The fund in question is the Global Fund for AIDS, tuberculosis and malaria. According to Political Science Associate Professor Patricia Siplon, the Global Fund is on the verge of bankruptcy. Siplon says this is because of a deliberate decision by the United States to decrease appropriations for the fund.

(Siplon) “The United States, by lowballing its efforts, sets the bar incredibly low for the rest of the world, because the Europeans essentially make their donations with respect to what the United States does. And if it lowballs, then the Europeans lowball as well. And so it’s very difficult for advocates in other countries to go push their governments, because their governments come back with, Well the richest country in the world that’s 30 percent of the world’s economy doesn’t seem to think this is very important, what do you expect us to do?”

(Charnoff) Professor Siplon says that the U.S. is putting money into the Presidential Emergency Plan for AIDS Relief, or PEPFAR. But Siplon says under this plan, the United States has too much control over the how the money is spent.

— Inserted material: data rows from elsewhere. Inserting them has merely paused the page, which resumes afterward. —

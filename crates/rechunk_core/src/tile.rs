//! # Tiles
//!
//! A tile is a 16x16 column footprint split into 16 stacked sections.
//!
//! Generation state lives next to the voxels: per-column biome ids and
//! height map, the structure starts anchored in the tile and the tiles
//! whose structures reach into it. A tile is `Proto` while the pipeline is
//! still filling it in and `Complete` once every stage was applied.

use crate::coord::{
    local_coordinate, section_index_at, TileCoord, VoxelPos, SECTIONS_PER_TILE, SECTION_SIZE,
    TILE_HEIGHT, TILE_SIZE,
};
use crate::section::Section;
use crate::voxel::Voxel;

/// Generation status of a tile.
#[derive(Clone, Copy, Debug, Default, PartialEq, Eq, Hash)]
pub enum TileStatus {
    /// Freshly allocated, stage data not yet computed.
    #[default]
    Proto,
    /// All pipeline stages applied.
    Complete,
}

/// A structure anchored in a tile.
#[derive(Clone, Copy, Debug, PartialEq, Eq, Hash)]
pub struct StructureStart {
    /// Catalog ID of the structure kind.
    pub kind: u16,
    /// Absolute position of the structure origin.
    pub origin: VoxelPos,
}

/// The 16 sections of one tile, detached from any generation state.
///
/// Used for snapshots and for swapping a whole tile into a world at once.
#[derive(Clone, Debug, Default, PartialEq, Eq)]
pub struct TileVoxels {
    sections: [Section; SECTIONS_PER_TILE],
}

impl TileVoxels {
    /// Creates an all-filler tile buffer.
    #[must_use]
    pub fn new() -> Self {
        Self::default()
    }

    /// Wraps existing sections.
    #[must_use]
    pub fn from_sections(sections: [Section; SECTIONS_PER_TILE]) -> Self {
        Self { sections }
    }

    /// Reads the voxel at local column `(lx, lz)` and absolute `y`.
    #[inline]
    #[must_use]
    pub fn get(&self, lx: usize, y: i32, lz: usize) -> Voxel {
        match section_index_at(y) {
            Some(index) => self.sections[index].get(lx, local_coordinate(y), lz),
            None => Voxel::FILLER,
        }
    }

    /// Writes the voxel at local column `(lx, lz)` and absolute `y`.
    ///
    /// Writes outside the tile height are ignored.
    #[inline]
    pub fn set(&mut self, lx: usize, y: i32, lz: usize, voxel: Voxel) {
        if let Some(index) = section_index_at(y) {
            self.sections[index].set(lx, local_coordinate(y), lz, voxel);
        }
    }

    /// Section at `index`.
    #[inline]
    #[must_use]
    pub fn section(&self, index: usize) -> &Section {
        &self.sections[index]
    }

    /// All sections, bottom to top.
    #[inline]
    #[must_use]
    pub fn sections(&self) -> &[Section; SECTIONS_PER_TILE] {
        &self.sections
    }

    /// Mutable access to all sections.
    #[inline]
    pub fn sections_mut(&mut self) -> &mut [Section; SECTIONS_PER_TILE] {
        &mut self.sections
    }

    /// Number of non-filler voxels over all sections.
    #[must_use]
    pub fn non_filler_count(&self) -> usize {
        self.sections
            .iter()
            .map(|s| usize::from(s.non_filler_count()))
            .sum()
    }

    /// Drops storage of sections that hold only filler.
    pub fn compact(&mut self) {
        for section in &mut self.sections {
            section.compact();
        }
    }
}

/// A tile of voxel data plus its generation state.
#[derive(Clone, Debug)]
pub struct Tile {
    /// Tile position in the world.
    coord: TileCoord,
    /// Generation status.
    status: TileStatus,
    /// Number of generation stages applied so far.
    stages_applied: u8,
    /// Voxel data.
    voxels: TileVoxels,
    /// Biome IDs per column (indexed as [z][x]).
    biomes: [[u8; TILE_SIZE]; TILE_SIZE],
    /// Highest non-filler Y per column (indexed as [z][x]).
    height_map: [[u8; TILE_SIZE]; TILE_SIZE],
    /// Structures anchored in this tile.
    structure_starts: Vec<StructureStart>,
    /// Tiles holding starts whose structures reach into this tile.
    structure_refs: Vec<TileCoord>,
}

impl Tile {
    /// Creates a new proto tile with all sections absent.
    #[must_use]
    pub fn new(coord: TileCoord) -> Self {
        Self {
            coord,
            status: TileStatus::Proto,
            stages_applied: 0,
            voxels: TileVoxels::new(),
            biomes: [[0; TILE_SIZE]; TILE_SIZE],
            height_map: [[0; TILE_SIZE]; TILE_SIZE],
            structure_starts: Vec::new(),
            structure_refs: Vec::new(),
        }
    }

    /// Tile position in the world.
    #[inline]
    #[must_use]
    pub const fn coord(&self) -> TileCoord {
        self.coord
    }

    /// Generation status.
    #[inline]
    #[must_use]
    pub const fn status(&self) -> TileStatus {
        self.status
    }

    /// Returns true once every stage has been applied.
    #[inline]
    #[must_use]
    pub const fn is_complete(&self) -> bool {
        matches!(self.status, TileStatus::Complete)
    }

    /// Number of generation stages applied so far.
    #[inline]
    #[must_use]
    pub const fn stages_applied(&self) -> u8 {
        self.stages_applied
    }

    /// Records that one more stage ran over this tile.
    #[inline]
    pub fn mark_stage_applied(&mut self) {
        self.stages_applied = self.stages_applied.saturating_add(1);
    }

    /// Marks the tile as fully generated.
    #[inline]
    pub fn mark_complete(&mut self) {
        self.status = TileStatus::Complete;
    }

    /// Section at `index` (0 is the bottom).
    #[inline]
    #[must_use]
    pub fn section(&self, index: usize) -> &Section {
        self.voxels.section(index)
    }

    /// Voxel data of this tile.
    #[inline]
    #[must_use]
    pub fn voxels(&self) -> &TileVoxels {
        &self.voxels
    }

    /// Mutable voxel data of this tile.
    #[inline]
    pub fn voxels_mut(&mut self) -> &mut TileVoxels {
        &mut self.voxels
    }

    /// Consumes the tile, keeping only its voxel data.
    #[must_use]
    pub fn into_voxels(self) -> TileVoxels {
        self.voxels
    }

    /// Gets a voxel at local column `(lx, lz)` and absolute `y`.
    #[inline]
    #[must_use]
    pub fn get_voxel(&self, lx: usize, y: i32, lz: usize) -> Voxel {
        if lx < TILE_SIZE && lz < TILE_SIZE {
            self.voxels.get(lx, y, lz)
        } else {
            Voxel::FILLER
        }
    }

    /// Sets a voxel at local column `(lx, lz)` and absolute `y`.
    #[inline]
    pub fn set_voxel(&mut self, lx: usize, y: i32, lz: usize, voxel: Voxel) {
        if lx < TILE_SIZE && lz < TILE_SIZE {
            self.voxels.set(lx, y, lz, voxel);
        }
    }

    /// Gets the biome ID at a local column.
    #[inline]
    #[must_use]
    pub fn biome(&self, lx: usize, lz: usize) -> u8 {
        if lx < TILE_SIZE && lz < TILE_SIZE {
            self.biomes[lz][lx]
        } else {
            0
        }
    }

    /// Sets the biome ID at a local column.
    #[inline]
    pub fn set_biome(&mut self, lx: usize, lz: usize, biome: u8) {
        if lx < TILE_SIZE && lz < TILE_SIZE {
            self.biomes[lz][lx] = biome;
        }
    }

    /// Gets the height map value at a local column.
    #[inline]
    #[must_use]
    pub fn height(&self, lx: usize, lz: usize) -> u8 {
        if lx < TILE_SIZE && lz < TILE_SIZE {
            self.height_map[lz][lx]
        } else {
            0
        }
    }

    /// Sets the height map value at a local column.
    #[inline]
    pub fn set_height(&mut self, lx: usize, lz: usize, height: u8) {
        if lx < TILE_SIZE && lz < TILE_SIZE {
            self.height_map[lz][lx] = height;
        }
    }

    /// Scans a column from the top for the highest non-filler voxel.
    #[must_use]
    pub fn highest_non_filler(&self, lx: usize, lz: usize) -> Option<i32> {
        for index in (0..SECTIONS_PER_TILE).rev() {
            let section = self.section(index);
            if section.is_empty() {
                continue;
            }
            for ly in (0..SECTION_SIZE).rev() {
                if !section.get(lx, ly, lz).is_filler() {
                    return Some(Section::y_offset(index) + ly as i32);
                }
            }
        }
        None
    }

    /// Rebuilds the whole height map from voxel data.
    pub fn recompute_height_map(&mut self) {
        for lz in 0..TILE_SIZE {
            for lx in 0..TILE_SIZE {
                let top = self.highest_non_filler(lx, lz).unwrap_or(0);
                self.height_map[lz][lx] = top.clamp(0, TILE_HEIGHT as i32 - 1) as u8;
            }
        }
    }

    /// Structures anchored in this tile.
    #[inline]
    #[must_use]
    pub fn structure_starts(&self) -> &[StructureStart] {
        &self.structure_starts
    }

    /// Anchors a structure in this tile.
    pub fn add_structure_start(&mut self, start: StructureStart) {
        self.structure_starts.push(start);
    }

    /// Tiles whose structures reach into this tile.
    #[inline]
    #[must_use]
    pub fn structure_refs(&self) -> &[TileCoord] {
        &self.structure_refs
    }

    /// Records a reference to a tile holding a structure start.
    pub fn add_structure_ref(&mut self, holder: TileCoord) {
        if !self.structure_refs.contains(&holder) {
            self.structure_refs.push(holder);
        }
    }
}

(Siplon) “Activists think that Global Fund is a much better vehicle for a number of reasons: the overhead on it is much lower, it’s driven by the designs of the countries themselves, rather than being imposed on the countries, and the drugs that are used in the Global Fund are permitted to be generic versions of drugs, which are cheaper and also actually forms that are easier for people to take. So from our perspective, the Global Fund is a better vehicle, but there’s at least a political argument that it’s purposely being starved so that the PEPFAR can become the vehicle of choice instead.”

(Charnoff) Many of the gravestone messages around the campus are direct pleas to Senator Patrick Leahy, because of his influence on the Senate Appropriations Committee. Professor Siplon says the fight for the Global Fund is an uphill battle, but that every phone call made and every letter written can have an impact.

(Siplon) “There was a really famous speech that was made a few years ago in Durbin, South Africa, and a Supreme Court justice who’s HIV positive there said, “This is the moral test of our times. This is the time that people will look back and question why people were so complacent.”

(Charnoff) World AIDS Day began 17 years ago, and is observed every year on December 1.

For Vermont Public Radio, I’m Neal Charnoff.